On August 14, 1957, the flight departed from Porto Alegre to complete the planned route. In the late morning of August 16, 1957, 50 minutes after take-off from Ciudad Trujillo-General Andrews International Airport in the Dominican Republic, with only 11 crew members, the pilots were forced to make an emergency landing in the Atlantic Ocean, after losing the aircraft's engines number 3 and 4, which had already taken off without engine number 2. With the landing at sea, the tail detached from the plane, causing the disappearance of a flight attendant.

The aircraft
The aircraft was a Lockheed L-1049 Super Constellation built in 1955 with factory number 4610. The machine was handed over to VARIG and approved by the company with the aircraft registration PP-VDA. The four-engine long-haul aircraft was equipped with four air-cooled 18-cylinder double radial engines Wright R-3350 Duplex-Cyclone.

The machine was one of three of this type with which VARIG had started the flights to the United States, the aircraft model was known for its fragile propeller engines, which frequently failed.

Before the accident
On August 14, 1957, the flight piloted by the Captain Geraldo Knippling took off from Salgado Filho International Airport, in Porto Alegre, bound for New York, United States, with stopovers planned in São Paulo, Rio de Janeiro, Belém, Ciudad Trujilo (now Santo Domingo) and Miami.

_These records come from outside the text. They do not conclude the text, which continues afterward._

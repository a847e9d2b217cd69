use super::SourceError;
use reqwest::header::RETRY_AFTER;
use reqwest::{RequestBuilder, StatusCode};
use serde::de::DeserializeOwned;
use std::time::Duration;

/// Send `request` and decode a JSON body, mapping failures onto [`SourceError`]
///
/// - 429 → `RateLimited`, with `Retry-After` (seconds) when present
/// - 5xx or transport failure → `ServiceUnavailable`
/// - other non-2xx, or an undecodable body → `InvalidResponse`
pub(crate) async fn get_json<T: DeserializeOwned>(request: RequestBuilder) -> Result<T, SourceError> {
    let response = request
        .send()
        .await
        .map_err(|e| SourceError::ServiceUnavailable(e.to_string()))?;

    let status = response.status();
    if status == StatusCode::TOO_MANY_REQUESTS {
        let retry_after = response
            .headers()
            .get(RETRY_AFTER)
            .and_then(|v| v.to_str().ok())
            .and_then(|v| v.trim().parse::<u64>().ok())
            .map(Duration::from_secs);
        return Err(SourceError::RateLimited { retry_after });
    }
    if status.is_server_error() {
        return Err(SourceError::ServiceUnavailable(format!("HTTP {}", status)));
    }
    if !status.is_success() {
        return Err(SourceError::InvalidResponse(format!("HTTP {}", status)));
    }

    response.json::<T>().await.map_err(|e| {
        if e.is_decode() {
            SourceError::InvalidResponse(e.to_string())
        } else {
            SourceError::ServiceUnavailable(e.to_string())
        }
    })
}
//! JetStream stream provisioning for pipeline topics

use crate::dlq::DLQ_PREFIX;
use crate::nats_bus::stream_name;
use async_nats::jetstream::{self, stream::Config};
use async_nats::Client;
use std::time::Duration;

/// Stream collecting every quarantined message
pub const DLQ_STREAM: &str = "PIPELINE_DLQ";

/// Create one stream per topic, plus the quarantine stream, when missing
pub async fn ensure_streams(
    nats: &Client,
    topics: &[&str],
) -> Result<(), async_nats::Error> {
    let js = jetstream::new(nats.clone());

    for topic in topics {
        let name = stream_name(topic);
        if js.get_stream(&name).await.is_err() {
            js.create_stream(Config {
                name: name.clone(),
                subjects: vec![topic.to_string()],
                max_age: Duration::from_secs(60 * 60 * 24 * 14), // 14 days
                ..Default::default()
            })
            .await?;
            tracing::info!(topic = %topic, stream = %name, "Created JetStream stream");
        }
    }

    if js.get_stream(DLQ_STREAM).await.is_err() {
        js.create_stream(Config {
            name: DLQ_STREAM.to_string(),
            subjects: vec![format!("{}.>", DLQ_PREFIX)],
            max_age: Duration::from_secs(60 * 60 * 24 * 30), // 30 days
            ..Default::default()
        })
        .await?;
        tracing::info!(stream = DLQ_STREAM, "Created JetStream stream");
    }

    Ok(())
}
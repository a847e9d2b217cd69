//! Retry with capped exponential backoff for per-envelope work
//!
//! Used by consumers around transient collaborator calls (feature store,
//! downstream publish). Errors the caller classifies as permanent are
//! returned immediately without sleeping.

use std::future::Future;
use std::time::Duration;
use tokio::time::sleep;
use tracing::{debug, warn};

/// Configuration for retry behavior
#[derive(Debug, Clone, PartialEq)]
pub struct RetryConfig {
    /// Total attempts, including the first one
    pub max_attempts: u32,
    /// Delay after the first failure (doubles on each retry)
    pub initial_backoff: Duration,
    /// Cap on the delay between attempts
    pub max_backoff: Duration,
}

impl Default for RetryConfig {
    fn default() -> Self {
        Self {
            max_attempts: 3,
            initial_backoff: Duration::from_millis(100),
            max_backoff: Duration::from_secs(30),
        }
    }
}

impl RetryConfig {
    pub fn with_max_attempts(max_attempts: u32) -> Self {
        Self {
            max_attempts: max_attempts.max(1),
            ..Self::default()
        }
    }

    /// Delay slept after the `attempt`-th failure (1-based)
    pub fn backoff_for(&self, attempt: u32) -> Duration {
        let factor = 2u32.saturating_pow(attempt.saturating_sub(1));
        self.initial_backoff
            .saturating_mul(factor)
            .min(self.max_backoff)
    }
}

/// Retry a fallible async operation while `is_transient` says so
///
/// # Arguments
/// * `operation` - Produces a fresh future per attempt
/// * `config` - Retry configuration
/// * `context` - Context string for logging (e.g., "fetch_features")
/// * `is_transient` - Whether an error is worth another attempt
///
/// # Returns
/// * `Ok(T)` as soon as one attempt succeeds
/// * `Err(E)` on the first permanent error, or the last error once attempts
///   are exhausted
///
/// # Example
/// ```rust
/// use event_bus::consumer_retry::{retry_with_backoff, RetryConfig};
///
/// # async fn example() -> Result<(), String> {
/// let config = RetryConfig::default();
/// let value = retry_with_backoff(
///     || async { Ok::<_, String>(42) },
///     &config,
///     "example_operation",
///     |_| true,
/// )
/// .await?;
/// # Ok(())
/// # }
/// ```
pub async fn retry_with_backoff<F, Fut, T, E, P>(
    operation: F,
    config: &RetryConfig,
    context: &str,
    is_transient: P,
) -> Result<T, E>
where
    F: Fn() -> Fut,
    Fut: Future<Output = Result<T, E>>,
    E: std::fmt::Display,
    P: Fn(&E) -> bool,
{
    let mut attempt = 0;

    loop {
        attempt += 1;

        match operation().await {
            Ok(result) => {
                if attempt > 1 {
                    debug!(context = %context, attempt, "Operation succeeded after retry");
                }
                return Ok(result);
            }
            Err(e) if !is_transient(&e) => return Err(e),
            Err(e) if attempt >= config.max_attempts => {
                warn!(
                    context = %context,
                    attempts = attempt,
                    error = %e,
                    "Operation failed after max retries"
                );
                return Err(e);
            }
            Err(e) => {
                let backoff = config.backoff_for(attempt);
                warn!(
                    context = %context,
                    attempt,
                    max_attempts = config.max_attempts,
                    backoff_ms = backoff.as_millis() as u64,
                    error = %e,
                    "Operation failed, retrying with backoff"
                );
                sleep(backoff).await;
            }
        }
    }
}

At 2:00 AM on August 16, 1957, shortly after take-off from Belém, the engine number 2 (left side) suddenly lost power. Despite the incident, the crew normally landed in a scheduled stopover at Ciudad Trujillo-General Andrews International Airport in Santo Domingo, Dominican Republic. In this location, the company reallocated the passengers on other flights.

By designation of the airline, they took off at 11:00 AM on August 16, 1957, to carry out the transfer of the aircraft to the US, towards Miami International Airport, with only the 11 crew and with the failed engine. According to reports by the Captain Knippling in his book, where he narrated the whole story, he had to use the entire runway for takeoff and he had difficulties to reach the cruising altitude due to the lack of that engine.

Forced landing in the Atlantic
After 50 minutes, at 3,000 meters already close to cruising altitude, the engine number 4 accelerated more than normal and pieces of the propeller came off from the aircraft and the hit the engine number 3 right next to it, resulting in a fire, which was quickly controlled by the crew.

However, with only engine number 1 in operation, the plane gradually lost altitude and the pilots, with no airfield in sight, decided to make an emergency landing at sea, in a position located about 500 meters from the coast of Cabarete, district of the city of Sosua, province of Puerto Plata, northern Dominican Republic. The forced landing was relatively successful, but the tail detached from the aircraft, and one flight attendant disappeared.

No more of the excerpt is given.